After "defeating" yoga classes for teachers and Sunday shopping, Croatia's Catholic Church is again testing its power in this conservative society by opposing a safe-sex programme in schools.
"Under the pretext of protecting adolescents against AIDS, a technique on how to use preventive means is actually being practised," the Croatian Conference of Bishops fumed in a recent statement.
The bishops labelled the programme as "explicitly against Christian moral teaching," in line with the Catholic Church's general opposition to contraception and condom distribution.
Mirjana Krizmanic, a social psychologist, said the Church had no right to meddle in the health policies of a secular state.

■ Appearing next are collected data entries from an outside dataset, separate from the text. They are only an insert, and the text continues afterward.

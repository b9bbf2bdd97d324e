//! Cloth sheet: a pinned grid of particles stepped with projective dynamics.

use crate::config::ClothConfig;
use crate::constraint::DistanceConstraint;
use crate::contact::{resolve_contacts, SphereCollider};
use crate::error::PhysicsError;
use crate::float::Float;
use crate::forces::accumulate_internal_forces;
use crate::integrator::{predict, relax};
use crate::observer::{NoOpStepObserver, StepObserver};
use crate::particle::Particle;
use crate::topology::GridTopology;
use crate::vec::{Vec, Vec3};
use alloc::vec::Vec as AllocVec;

/// A rectangular cloth hanging from its top row.
///
/// Each [`step`](Self::step) runs force accumulation, prediction,
/// a fixed number of relaxation passes, optional sphere contact and a
/// commit that derives velocities from the position change. Pinned
/// particles are held only by the commit; earlier stages move their
/// predicted positions freely.
pub struct ClothSimulation<F: Float> {
    topology: GridTopology,
    particles: AllocVec<Particle<Vec3<F>>>,
    constraints: AllocVec<DistanceConstraint<Vec3<F>>>,
    config: ClothConfig<Vec3<F>>,
    forces: AllocVec<Vec3<F>>,
    predicted: AllocVec<Vec3<F>>,
    steps: u64,
}

impl<F: Float> ClothSimulation<F> {
    /// Build an `nx` by `ny` cell sheet of side `size` with default settings.
    ///
    /// Particles lie in the XY plane centered on the origin; the row at
    /// `j == ny` is pinned.
    pub fn new(nx: usize, ny: usize, size: F) -> Self {
        Self::build(nx, ny, size, ClothConfig::default())
    }

    /// Like [`new`](Self::new) with an explicit, validated configuration.
    pub fn with_config(
        nx: usize,
        ny: usize,
        size: F,
        config: ClothConfig<Vec3<F>>,
    ) -> Result<Self, PhysicsError> {
        if !size.is_finite() {
            return Err(PhysicsError::InvalidSize);
        }
        config.validate()?;
        Ok(Self::build(nx, ny, size, config))
    }

    fn build(nx: usize, ny: usize, size: F, config: ClothConfig<Vec3<F>>) -> Self {
        let topology = GridTopology::new(nx, ny);
        let positions = topology.layout(size);
        let constraints = topology.build_constraints(&positions, &config.stiffness);
        let cols = topology.cols();
        let particles: AllocVec<_> = positions
            .into_iter()
            .enumerate()
            .map(|(index, pos)| {
                if index / cols == ny {
                    Particle::pinned(pos)
                } else {
                    Particle::new(pos, F::one())
                }
            })
            .collect();
        let count = particles.len();

        ClothSimulation {
            topology,
            particles,
            constraints,
            config,
            forces: alloc::vec![Vec3::zero(); count],
            predicted: alloc::vec![Vec3::zero(); count],
            steps: 0,
        }
    }

    /// Advance by one fixed time step, colliding with `collider` if given.
    pub fn step(&mut self, collider: Option<SphereCollider<Vec3<F>>>) {
        self.step_observed(collider, &mut NoOpStepObserver);
    }

    /// [`step`](Self::step) with solver events reported to `observer`.
    pub fn step_observed<O: StepObserver>(
        &mut self,
        collider: Option<SphereCollider<Vec3<F>>>,
        observer: &mut O,
    ) {
        let dt = self.config.dt;

        accumulate_internal_forces(
            &self.constraints,
            &self.particles,
            self.config.damping,
            &mut self.forces,
        );
        observer.on_forces();

        predict(&self.particles, &self.forces, self.config.gravity, dt, &mut self.predicted);
        observer.on_predict();

        relax(&self.constraints, &mut self.predicted, self.config.iterations, observer);

        if let Some(sphere) = collider {
            let law = self.config.contact_law();
            resolve_contacts(&sphere, &law, dt, &mut self.particles, &mut self.predicted, observer);
        }

        for (particle, &target) in self.particles.iter_mut().zip(self.predicted.iter()) {
            particle.commit(target, dt);
        }
        self.steps += 1;
        observer.on_step_complete();
    }

    /// Current positions, one vector per particle in grid order.
    pub fn positions(&self) -> AllocVec<Vec3<F>> {
        self.particles.iter().map(|p| p.position).collect()
    }

    /// Current velocities, one vector per particle in grid order.
    pub fn velocities(&self) -> AllocVec<Vec3<F>> {
        self.particles.iter().map(|p| p.velocity).collect()
    }

    /// Positions as `[x0, y0, z0, x1, ...]`, ready for a vertex buffer.
    pub fn positions_flat(&self) -> AllocVec<F> {
        let mut out = AllocVec::with_capacity(self.flat_len());
        for p in &self.particles {
            out.extend_from_slice(&p.position.to_array());
        }
        out
    }

    /// Copy positions into `out`, which must hold exactly
    /// `3 * particle_count()` values.
    pub fn write_positions(&self, out: &mut [F]) -> Result<(), PhysicsError> {
        let expected = self.flat_len();
        if out.len() != expected {
            return Err(PhysicsError::BufferSizeMismatch { expected, actual: out.len() });
        }
        for (chunk, p) in out.chunks_exact_mut(3).zip(&self.particles) {
            chunk.copy_from_slice(&p.position.to_array());
        }
        Ok(())
    }

    pub fn particle(&self, index: usize) -> Result<&Particle<Vec3<F>>, PhysicsError> {
        self.particles.get(index).ok_or(PhysicsError::ParticleOutOfBounds {
            index,
            count: self.particles.len(),
        })
    }

    /// Position of grid node `(i, j)`.
    pub fn position_at(&self, i: usize, j: usize) -> Result<Vec3<F>, PhysicsError> {
        if i > self.topology.nx || j > self.topology.ny {
            return Err(PhysicsError::ParticleOutOfBounds {
                index: j.saturating_mul(self.topology.cols()).saturating_add(i),
                count: self.particles.len(),
            });
        }
        Ok(self.particles[self.topology.index(i, j)].position)
    }

    /// Simulated time so far.
    pub fn elapsed(&self) -> F {
        F::from_f64(self.steps as f64) * self.config.dt
    }

    fn flat_len(&self) -> usize { 3 * self.particles.len() }

    pub fn topology(&self) -> GridTopology { self.topology }
    pub fn particles(&self) -> &[Particle<Vec3<F>>] { &self.particles }
    pub fn constraints(&self) -> &[DistanceConstraint<Vec3<F>>] { &self.constraints }
    pub fn config(&self) -> &ClothConfig<Vec3<F>> { &self.config }
    pub fn particle_count(&self) -> usize { self.particles.len() }
    pub fn constraint_count(&self) -> usize { self.constraints.len() }
    pub fn step_count(&self) -> u64 { self.steps }
}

"It is unacceptable that the Church interferes in matters which should be decided upon by experts, since these are public schools and we are a secular state," she said.
"This is a demonstration of power. The Church has been gradually testing its power, first with yoga, and then with Sunday shopping ... However it has never raised its voice against fraudulent privatisations, social injustice or the rights of Roma children."
The government last year abandoned plans to introduce optional yoga classes for high school teachers after the Church slammed such physical exercises as heretical.
The Church also claimed to have the workers' interests at heart when it initiated a law banning Sunday trading. Many Croatians however see the move as a bid to stem declining church attendances.
The bishops have not explicitly demanded an end to the AIDS awareness programme but their position has been made all too clear by priests with little understanding of the science and medical issues involved.
The programme is taught by experts and peer educators through optional workshops in public high schools. It has been approved by the health ministry and is designed to help adolescents learn about HIV-AIDS.
The proper use of condoms is, of course, only a small part of the programme.
Even so, Bishop Valter Zupan has argued that the use of condoms "increases the risk of HIV infection." He has outraged the medical community with similar distortions of science, including claims that the HIV virus passed through "pores" in condoms which offered no real protection.
"This is outrageous misinformation," said Zagreb Children's Hospital head of reproductive health and an epidemiologist Vlasta Hirsl-Hecej.
"The Church may say that in accordance with Christian morals condoms are not acceptable, but their lies are dangerous. We are talking about a lethal disease."
Out of Croatia's population of 4.4 million some 400 people are estimated to have the HIV virus and there are 216 people with AIDS, officials said.
The Roman Catholic Church, which was marginalized during more than 40 years of communist rule after World War II, has regained a prominent role in society since the Balkan republic broke away from the former Yugoslavia in 1991.
During the 1991-95 war against rebel ethnic Serbs, who are Orthodox Christians, many Croatians found national and cultural identity in the Catholic Church, a fact exploited by the then nationalist regime.
The Vatican was among the first to recognize Croatia's independence in January 1992. Pope John Paul II made his third trip to Croatia, a country where almost 88 percent of the people are Roman Catholics, last June.
Croatia's new conservative prime minister, Ivo Sanader, went to the Vatican on his first official visit after winning elections in November.